To ensure that this is done, Category Management should continuously monitor their procurement transactions to identify where necessary measures need to be taken. Done correctly this will eventually enable procurement to address identified potential through a structured category management governance process model (see below) where stakeholders are actively involved in all stages of the savings process and where most work inevitably will fall into the compliance and continuous improvement categories.

Yet in order to enable this structured category management process, the procurement function needs to indentify the necessary skill sets and the appropriate supporting tools.

Working within this model, procurement needs to actively seek out and engage with stakeholders not only to enforce compliance but also to anchor any savings initiative to minimize savings leakage. This implies that procurement staff needs to be able to communicate business benefits and business cases in a manner many are unused to from previous experiences. Playing hardball may work well when you’ve plotted out your suppliers in the Kraljic matrix, but it’s a completely different ball game when interacting with business unit or site management to ensure they too wear the spend management cap in day to day situations.

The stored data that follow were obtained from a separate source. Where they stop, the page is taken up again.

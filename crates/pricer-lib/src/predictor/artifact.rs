//! Loading and holding trained model artifacts
//!
//! Two on-disk formats are supported:
//! - `.json` tree ensemble documents (see [`TreeEnsembleDocument`])
//! - `.onnx` graphs evaluated with tract, with their column list and feature
//!   importances in a `<stem>.schema.json` sidecar

use super::inference::OnnxRegressor;
use super::schema::{FeatureSchema, FeatureVector};
use super::tree::{TreeEnsemble, TreeEnsembleDocument};
use super::Regressor;
use crate::error::{PricingError, Result};
use serde::{Deserialize, Serialize};
use sha2::{Digest, Sha256};
use std::collections::HashMap;
use std::fmt;
use std::fs;
use std::path::Path;
use std::sync::Arc;
use tracing::debug;

/// Provenance of a loaded artifact
#[derive(Debug, Clone, PartialEq, Eq, Serialize, Deserialize)]
pub struct ArtifactInfo {
    pub name: String,
    pub path: String,
    pub backend: String,
    pub checksum: String,
    pub size_bytes: usize,
    pub feature_count: usize,
}

/// Sidecar describing the inputs of an ONNX artifact
#[derive(Debug, Clone, Serialize, Deserialize)]
pub struct SchemaSidecar {
    #[serde(default)]
    pub name: Option<String>,
    pub feature_names: Vec<String>,
    #[serde(default)]
    pub feature_importances: HashMap<String, f64>,
}

/// An immutable trained regressor together with its input schema
pub struct ModelArtifact {
    schema: Arc<FeatureSchema>,
    importances: HashMap<String, f64>,
    regressor: Box<dyn Regressor>,
    info: ArtifactInfo,
}

impl fmt::Debug for ModelArtifact {
    fn fmt(&self, f: &mut fmt::Formatter<'_>) -> fmt::Result {
        f.debug_struct("ModelArtifact")
            .field("info", &self.info)
            .field("columns", &self.schema.len())
            .finish()
    }
}

impl ModelArtifact {
    /// Assemble an artifact from parts already in memory
    pub fn new(
        name: impl Into<String>,
        schema: FeatureSchema,
        importances: HashMap<String, f64>,
        regressor: Box<dyn Regressor>,
    ) -> Result<Self> {
        let name = name.into();
        validate_importances(&importances).map_err(|reason| PricingError::artifact(&name, reason))?;
        Ok(Self::assemble(name, schema, importances, regressor))
    }

    fn assemble(
        name: String,
        schema: FeatureSchema,
        importances: HashMap<String, f64>,
        regressor: Box<dyn Regressor>,
    ) -> Self {
        let info = ArtifactInfo {
            name: name.clone(),
            path: String::new(),
            backend: regressor.backend().to_string(),
            checksum: String::new(),
            size_bytes: 0,
            feature_count: schema.len(),
        };
        Self {
            schema: Arc::new(schema),
            importances,
            regressor,
            info,
        }
    }

    /// Load an artifact from disk, picking the backend from the file extension
    pub fn load(path: &Path) -> Result<Self> {
        let display = path.display().to_string();
        let bytes = fs::read(path).map_err(|e| PricingError::artifact(&display, e))?;
        let checksum = compute_checksum(&bytes);

        let mut artifact = match path.extension().and_then(|e| e.to_str()) {
            Some("json") => Self::from_tree_document(path, &bytes)?,
            Some("onnx") => Self::from_onnx(path, &bytes)?,
            other => {
                return Err(PricingError::artifact(
                    &display,
                    format!("unsupported artifact format {:?}", other.unwrap_or("")),
                ))
            }
        };

        artifact.info.path = display;
        artifact.info.checksum = checksum;
        artifact.info.size_bytes = bytes.len();

        debug!(
            model = %artifact.info.name,
            backend = %artifact.info.backend,
            columns = artifact.schema.len(),
            "Model artifact parsed"
        );
        Ok(artifact)
    }

    fn from_tree_document(path: &Path, bytes: &[u8]) -> Result<Self> {
        let display = path.display().to_string();
        let doc: TreeEnsembleDocument =
            serde_json::from_slice(bytes).map_err(|e| PricingError::artifact(&display, e))?;
        let schema = FeatureSchema::new(doc.feature_names.iter().cloned())
            .map_err(|e| PricingError::artifact(&display, e))?;
        let ensemble =
            TreeEnsemble::from_document(&doc).map_err(|e| PricingError::artifact(&display, e))?;
        validate_importances(&doc.feature_importances)
            .map_err(|e| PricingError::artifact(&display, e))?;
        let name = doc.name.clone().unwrap_or_else(|| file_stem(path));
        Ok(Self::assemble(name, schema, doc.feature_importances, Box::new(ensemble)))
    }

    fn from_onnx(path: &Path, bytes: &[u8]) -> Result<Self> {
        let display = path.display().to_string();
        let sidecar_path = path.with_extension("schema.json");
        let sidecar_bytes = fs::read(&sidecar_path).map_err(|e| {
            PricingError::artifact(&display, format!("schema sidecar {}: {}", sidecar_path.display(), e))
        })?;
        let sidecar: SchemaSidecar = serde_json::from_slice(&sidecar_bytes)
            .map_err(|e| PricingError::artifact(&display, e))?;
        let schema = FeatureSchema::new(sidecar.feature_names.iter().cloned())
            .map_err(|e| PricingError::artifact(&display, e))?;
        let regressor = OnnxRegressor::from_bytes(bytes, schema.len())
            .map_err(|e| PricingError::artifact(&display, format!("{:#}", e)))?;
        validate_importances(&sidecar.feature_importances)
            .map_err(|e| PricingError::artifact(&display, e))?;
        let name = sidecar.name.clone().unwrap_or_else(|| file_stem(path));
        Ok(Self::assemble(name, schema, sidecar.feature_importances, Box::new(regressor)))
    }

    pub fn name(&self) -> &str {
        &self.info.name
    }

    pub fn schema(&self) -> &Arc<FeatureSchema> {
        &self.schema
    }

    pub fn importances(&self) -> &HashMap<String, f64> {
        &self.importances
    }

    pub fn importance(&self, column: &str) -> Option<f64> {
        self.importances.get(column).copied()
    }

    pub fn info(&self) -> &ArtifactInfo {
        &self.info
    }

    /// Run the regressor on a vector built for this artifact's schema
    pub fn evaluate(&self, features: &FeatureVector) -> Result<f64> {
        features.check_against(&self.schema, self.name())?;
        let value = self
            .regressor
            .predict(features.values())
            .map_err(|e| PricingError::evaluation(self.name(), format!("{:#}", e)))?;
        if !value.is_finite() {
            return Err(PricingError::evaluation(
                self.name(),
                format!("non-finite prediction {}", value),
            ));
        }
        Ok(value)
    }
}

fn validate_importances(importances: &HashMap<String, f64>) -> std::result::Result<(), String> {
    match importances
        .iter()
        .find(|(_, w)| !w.is_finite() || **w < 0.0)
    {
        Some((column, weight)) => Err(format!(
            "importance for '{}' must be a non-negative number, got {}",
            column, weight
        )),
        None => Ok(()),
    }
}

fn file_stem(path: &Path) -> String {
    path.file_stem()
        .and_then(|s| s.to_str())
        .unwrap_or("model")
        .to_string()
}

/// Compute SHA256 checksum of data
pub fn compute_checksum(data: &[u8]) -> String {
    let mut hasher = Sha256::new();
    hasher.update(data);
    hex::encode(hasher.finalize())
}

Sourcing strategically when you are part of a Procurement organization takes on a level of complexity that you have to be weary of throughout the sourcing process.  When you see yourself as part of Procurement, you start to think long term for each of the commodities you manage because you still will be managing your commodities 6 months, 1 year or even 3 years from now.  Questions like the following are key to consider when determining the timing of your sourcing initiative:

  1. What is my spend?
  2. Who are my suppliers and how many contracts do we have?
  3. How am I getting my savings today?
  4.  What are my savings going to be and where are they going to come from?

When deciding to run a RFP for a commodity all the above questions play a big factor into develop the RFP and all the other items I want to negotiate with suppliers.  A prime example has recently come from RFPs run within the MRO space.  In the past, discounts were primarily used to negotiate with suppliers even if there really was no visibility into the published price.  The challenge we run into with this is that while the contractual discount can remain the same, the price can still change if the published price changes.  These price changes lead to invoice exceptions if the price increase or decrease is not updated proactively into your MRP systems so it can be captured within your outgoing Purchase Orders. Can you imagine having this problem and suppliers calling you with their aging reports due to unpaid invoices!

So what is the solution?

Your RFPs should be set up parallel to how you currently are or how you intend to buy the product or service in the future.   An example of this could be to increase the number of items in your market basket that is pulled from your MRP system.  A large market basket will not only allow you to test the market but also to expedite initial implementation which should in theory need you to change the supplier name and the price for the products already set up in your system.  To set up a sizable market basket will take you much longer at the beginning of the process but should help with the implementation timeline.  Taking this approach will give you additional creditability with stakeholders as you touch base with them through the process and discuss specific topics like the data, market basket, suppliers, implementation and ongoing compliance to deliver the maximum negotiated contract value.

If we place the sanitary level of spend under management at about 60-some percent, our experience is that companies at this level (or above) see greater effects on their savings through increasing their focus on compliance issues and demand management rather than attempting to probe their supply base for potential savings (although this needs be done as well).